Goldman S et al (2018)

Cochrane Database of Systematic Reviews - https://doi.org/10.1002/14651858.CD012439.pub2

Evidence Categories

  • Care setting: Workplace setting
  • Population group: Adults
  • Intervention: Changing attitudes and social norms around alcohol
  • Outcome: N/A
  • Outcome: Abstinence from alcohol
  • Outcome: Changes to frequency/amount of alcohol use

Type of Evidence

Systematic Review

Aims

To assess the effects of strategies for improving the implementation of workplace‐based policies or practices targeting diet, physical activity, obesity, tobacco use and alcohol use.

Secondary objectives were to assess the impact of such strategies on employee health behaviours, including dietary intake, physical activity, weight status, and alcohol and tobacco use; evaluate their cost‐effectiveness; and identify any unintended adverse effects of implementation strategies on workplaces or workplace staff.

Findings

We included six trials, four of which took place in the USA. Four trials employed randomised controlled trial (RCT) designs. Trials were conducted in workplaces from the manufacturing, industrial and services‐based sectors. The sample sizes of workplaces ranged from 12 to 114. Workplace policies and practices targeted included: healthy catering policies; point‐of‐purchase nutrition labelling; environmental supports for healthy eating and physical activity; tobacco control policies; weight management programmes; and adherence to guidelines for staff health promotion. All implementation interventions utilised multiple implementation strategies, the most common of which were educational meetings, tailored interventions and local consensus processes. Four trials compared an implementation strategy intervention with a no intervention control, one trial compared different implementation interventions, and one three‐arm trial compared two implementation strategies with each other and a control. Four trials reported a single implementation outcome, whilst the other two reported multiple outcomes. Investigators assessed outcomes using surveys, audits and environmental observations. We judged most trials to be at high risk of performance and detection bias and at unclear risk of reporting and attrition bias.

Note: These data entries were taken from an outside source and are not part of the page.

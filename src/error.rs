use thiserror::Error;

/// Camera source failures, mirroring the distinct ways device acquisition
/// and capture can go wrong.
#[derive(Error, Debug, Clone, PartialEq)]
pub enum CameraError {
    #[error("Camera permission denied")]
    PermissionDenied,

    #[error("No capture device found")]
    DeviceNotFound,

    #[error("Capture device is not supported: {details}")]
    DeviceUnsupported { details: String },

    #[error("Capture constraints could not be satisfied: {details}")]
    ConstraintUnsatisfiable { details: String },

    #[error("Camera lost: {details}")]
    CameraLost { details: String },
}

/// Socket transport and backend reachability failures.
#[derive(Error, Debug, Clone, PartialEq)]
pub enum TransportError {
    #[error("Connection attempt timed out after {seconds}s")]
    Timeout { seconds: u64 },

    #[error("Connection lost (close code {code})")]
    ConnectionLost { code: u16 },

    #[error("Analysis error from backend: {message}")]
    AnalysisError { message: String },

    #[error("Detection backend is unreachable: {details}")]
    BackendUnreachable { details: String },

    #[error("Socket is not connected")]
    NotConnected,

    #[error("Handshake failed: {details}")]
    Handshake { details: String },
}

/// Local history / override persistence failures. Persistence is a
/// best-effort cache, so these are logged rather than propagated in most
/// call sites.
#[derive(Error, Debug)]
pub enum StorageError {
    #[error("Failed to read history file: {0}")]
    Read(#[source] std::io::Error),

    #[error("Failed to write history file: {0}")]
    Write(#[source] std::io::Error),

    #[error("History file is corrupt: {details}")]
    Corrupt { details: String },
}

/// Admin upload failures, classified from the backend's HTTP response.
#[derive(Error, Debug, Clone, PartialEq)]
pub enum UploadError {
    #[error("Upload rejected: not authorized")]
    Unauthorized,

    #[error("Upload rejected: file failed validation: {details}")]
    InvalidFile { details: String },

    #[error("Upload failed with status {status}")]
    Unexpected { status: u16 },

    #[error("Upload request failed: {details}")]
    Request { details: String },
}

#[derive(Error, Debug)]
pub enum CrashcamError {
    #[error("Configuration error: {0}")]
    Config(#[from] config::ConfigError),

    #[error("IO error: {0}")]
    Io(#[from] std::io::Error),

    #[error("Serialization error: {0}")]
    Serialization(#[from] toml::ser::Error),

    #[error("Deserialization error: {0}")]
    Deserialization(#[from] toml::de::Error),

    #[error("Camera error: {0}")]
    Camera(#[from] CameraError),

    #[error("Transport error: {0}")]
    Transport(#[from] TransportError),

    #[error("Storage error: {0}")]
    Storage(#[from] StorageError),

    #[error("Upload error: {0}")]
    Upload(#[from] UploadError),

    #[error("System error: {message}")]
    System { message: String },

    #[error("Component error in {component}: {message}")]
    Component { component: String, message: String },
}

impl CrashcamError {
    pub fn system<S: Into<String>>(message: S) -> Self {
        Self::System {
            message: message.into(),
        }
    }

    pub fn component<C: Into<String>, M: Into<String>>(component: C, message: M) -> Self {
        Self::Component {
            component: component.into(),
            message: message.into(),
        }
    }

    /// Whether restarting the failed operation could plausibly succeed.
    /// Permission denials and unsupported devices are terminal until the
    /// user intervenes; everything network-shaped is worth retrying.
    pub fn is_recoverable(&self) -> bool {
        match self {
            CrashcamError::Camera(CameraError::PermissionDenied) => false,
            CrashcamError::Camera(CameraError::DeviceUnsupported { .. }) => false,
            CrashcamError::Camera(_) => true,
            CrashcamError::Transport(_) => true,
            CrashcamError::Storage(_) => true,
            CrashcamError::Config(_) => false,
            _ => false,
        }
    }

    /// Single human-readable message surfaced to the UI layer when a
    /// session start fails. Kept free of internal detail.
    pub fn user_message(&self) -> String {
        match self {
            CrashcamError::Camera(CameraError::PermissionDenied) => {
                "Camera permission denied. Allow camera access and try again.".to_string()
            }
            CrashcamError::Camera(CameraError::DeviceNotFound) => {
                "No camera was found on this device.".to_string()
            }
            CrashcamError::Camera(CameraError::DeviceUnsupported { .. }) => {
                "This camera is not supported.".to_string()
            }
            CrashcamError::Camera(CameraError::ConstraintUnsatisfiable { .. }) => {
                "The camera could not be started with the requested settings.".to_string()
            }
            CrashcamError::Camera(CameraError::CameraLost { .. }) => {
                "The camera stopped responding.".to_string()
            }
            CrashcamError::Transport(TransportError::BackendUnreachable { .. }) => {
                "The detection service is unreachable. Check your connection.".to_string()
            }
            CrashcamError::Transport(TransportError::Timeout { .. }) => {
                "Timed out connecting to the detection service.".to_string()
            }
            CrashcamError::Transport(TransportError::ConnectionLost { .. }) => {
                "The connection to the detection service was lost.".to_string()
            }
            other => other.to_string(),
        }
    }
}

pub type Result<T> = std::result::Result<T, CrashcamError>;

#[cfg(test)]
mod tests {
    use super::*;

    #[test]
    fn test_permission_denied_wording() {
        let err = CrashcamError::from(CameraError::PermissionDenied);
        assert!(err
            .user_message()
            .to_lowercase()
            .contains("permission denied"));
    }

    #[test]
    fn test_recoverability() {
        assert!(!CrashcamError::from(CameraError::PermissionDenied).is_recoverable());
        assert!(CrashcamError::from(CameraError::DeviceNotFound).is_recoverable());
        assert!(CrashcamError::from(TransportError::Timeout { seconds: 10 }).is_recoverable());
        assert!(!CrashcamError::from(CameraError::DeviceUnsupported {
            details: "mono".to_string()
        })
        .is_recoverable());
    }

    #[test]
    fn test_component_error_display() {
        let err = CrashcamError::component("transport", "socket closed");
        assert_eq!(
            err.to_string(),
            "Component error in transport: socket closed"
        );
    }
}
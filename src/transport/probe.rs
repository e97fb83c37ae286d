use crate::auth::AuthContext;
use crate::config::TransportConfig;
use crate::error::TransportError;
use std::time::{Duration, Instant};
use tokio::sync::Mutex;
use tracing::{debug, warn};

/// Lightweight reachability check against the backend health path.
///
/// A successful probe is cached for the configured TTL so session starts
/// and reconnect attempts within that window skip the extra round trip.
/// Failures are never cached: an unreachable verdict should clear as soon
/// as the backend comes back.
pub struct HealthProbe {
    client: reqwest::Client,
    url: String,
    ttl: Duration,
    auth: Option<AuthContext>,
    last_success: Mutex<Option<Instant>>,
}

impl HealthProbe {
    pub fn new(config: &TransportConfig, auth: Option<AuthContext>) -> Self {
        Self {
            client: reqwest::Client::new(),
            url: config.health_url(),
            ttl: config.probe_cache_ttl(),
            auth,
            last_success: Mutex::new(None),
        }
    }

    /// Check backend reachability, honoring the cache.
    pub async fn probe(&self) -> Result<(), TransportError> {
        {
            let last = self.last_success.lock().await;
            if let Some(at) = *last {
                if at.elapsed() < self.ttl {
                    debug!("Health probe cache hit ({:?} old)", at.elapsed());
                    return Ok(());
                }
            }
        }

        debug!("Probing backend health at {}", self.url);

        let mut request = self.client.get(&self.url);
        if let Some(auth) = &self.auth {
            request = request.header(reqwest::header::AUTHORIZATION, auth.bearer());
        }

        let response = request.send().await.map_err(|err| {
            warn!("Health probe request failed: {}", err);
            TransportError::BackendUnreachable {
                details: err.to_string(),
            }
        })?;

        if !response.status().is_success() {
            warn!("Health probe returned status {}", response.status());
            return Err(TransportError::BackendUnreachable {
                details: format!("health check returned {}", response.status()),
            });
        }

        *self.last_success.lock().await = Some(Instant::now());
        debug!("Backend reachable");
        Ok(())
    }

    /// Drop the cached verdict, forcing the next probe to hit the network
    pub async fn invalidate(&self) {
        *self.last_success.lock().await = None;
    }
}

#[cfg(test)]
mod tests {
    use super::*;
    use tokio::io::{AsyncReadExt, AsyncWriteExt};
    use tokio::net::TcpListener;

    /// Minimal one-shot HTTP server answering with the given status line
    async fn spawn_health_server(status_line: &'static str, responses: usize) -> String {
        let listener = TcpListener::bind("127.0.0.1:0").await.unwrap();
        let addr = listener.local_addr().unwrap();

        tokio::spawn(async move {
            for _ in 0..responses {
                let (mut socket, _) = match listener.accept().await {
                    Ok(conn) => conn,
                    Err(_) => return,
                };
                let mut buf = [0u8; 1024];
                let _ = socket.read(&mut buf).await;
                let body = format!(
                    "{}\r\nContent-Length: 2\r\nConnection: close\r\n\r\nok",
                    status_line
                );
                let _ = socket.write_all(body.as_bytes()).await;
            }
        });

        format!("http://{}", addr)
    }

    fn config_for(base_url: String) -> TransportConfig {
        TransportConfig {
            base_url,
            stream_url: "ws://localhost:1/ws".to_string(),
            health_path: "health".to_string(),
            connect_timeout_seconds: 1,
            probe_cache_seconds: 300,
        }
    }

    #[tokio::test]
    async fn test_probe_success_is_cached() {
        // Server answers exactly once; the second probe must come from
        // the cache
        let base = spawn_health_server("HTTP/1.1 200 OK", 1).await;
        let probe = HealthProbe::new(&config_for(base), None);

        probe.probe().await.unwrap();
        probe.probe().await.unwrap();
    }

    #[tokio::test]
    async fn test_probe_failure_not_cached() {
        let base = spawn_health_server("HTTP/1.1 503 Service Unavailable", 2).await;
        let probe = HealthProbe::new(&config_for(base), None);

        let err = probe.probe().await.unwrap_err();
        assert!(matches!(err, TransportError::BackendUnreachable { .. }));

        // Second call hits the network again (server allows 2 responses)
        let err = probe.probe().await.unwrap_err();
        assert!(matches!(err, TransportError::BackendUnreachable { .. }));
    }

    #[tokio::test]
    async fn test_probe_unreachable_host() {
        // Nothing listens here
        let probe = HealthProbe::new(&config_for("http://127.0.0.1:1".to_string()), None);
        let err = probe.probe().await.unwrap_err();
        assert!(matches!(err, TransportError::BackendUnreachable { .. }));
    }

    #[tokio::test]
    async fn test_invalidate_forces_reprobe() {
        let base = spawn_health_server("HTTP/1.1 200 OK", 2).await;
        let probe = HealthProbe::new(&config_for(base), None);

        probe.probe().await.unwrap();
        probe.invalidate().await;
        probe.probe().await.unwrap();
    }
}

Of the five trials comparing implementation strategies with a no intervention control, pooled analysis was possible for three RCTs reporting continuous score‐based measures of implementation outcomes. The meta‐analysis found no difference in standardised effects (standardised mean difference (SMD) −0.01, 95% CI −0.32 to 0.30; 164 participants; 3 studies; low certainty evidence), suggesting no benefit of implementation support in improving policy or practice implementation, relative to control. Findings for other continuous or dichotomous implementation outcomes reported across these five trials were mixed. For the two non‐randomised trials examining comparative effectiveness, both reported improvements in implementation, favouring the more intensive implementation group (very low certainty evidence). Three trials examined the impact of implementation strategies on employee health behaviours, reporting mixed effects for diet and weight status (very low certainty evidence) and no effect for physical activity (very low certainty evidence) or tobacco use (low certainty evidence). One trial reported an increase in absolute workplace costs for health promotion in the implementation group (low certainty evidence). None of the included trials assessed adverse consequences. Limitations of the review included the small number of trials identified and the lack of consistent terminology applied in the implementation science field, which may have resulted in us overlooking potentially relevant trials in the search.

Conclusions

Available evidence regarding the effectiveness of implementation strategies for improving implementation of health‐promoting policies and practices in the workplace setting is sparse and inconsistent. Low certainty evidence suggests that such strategies may make little or no difference on measures of implementation fidelity or different employee health behaviour outcomes. It is also unclear if such strategies are cost‐effective or have potential unintended adverse consequences. The limited number of trials identified suggests implementation research in the workplace setting is in its infancy, warranting further research to guide evidence translation in this setting.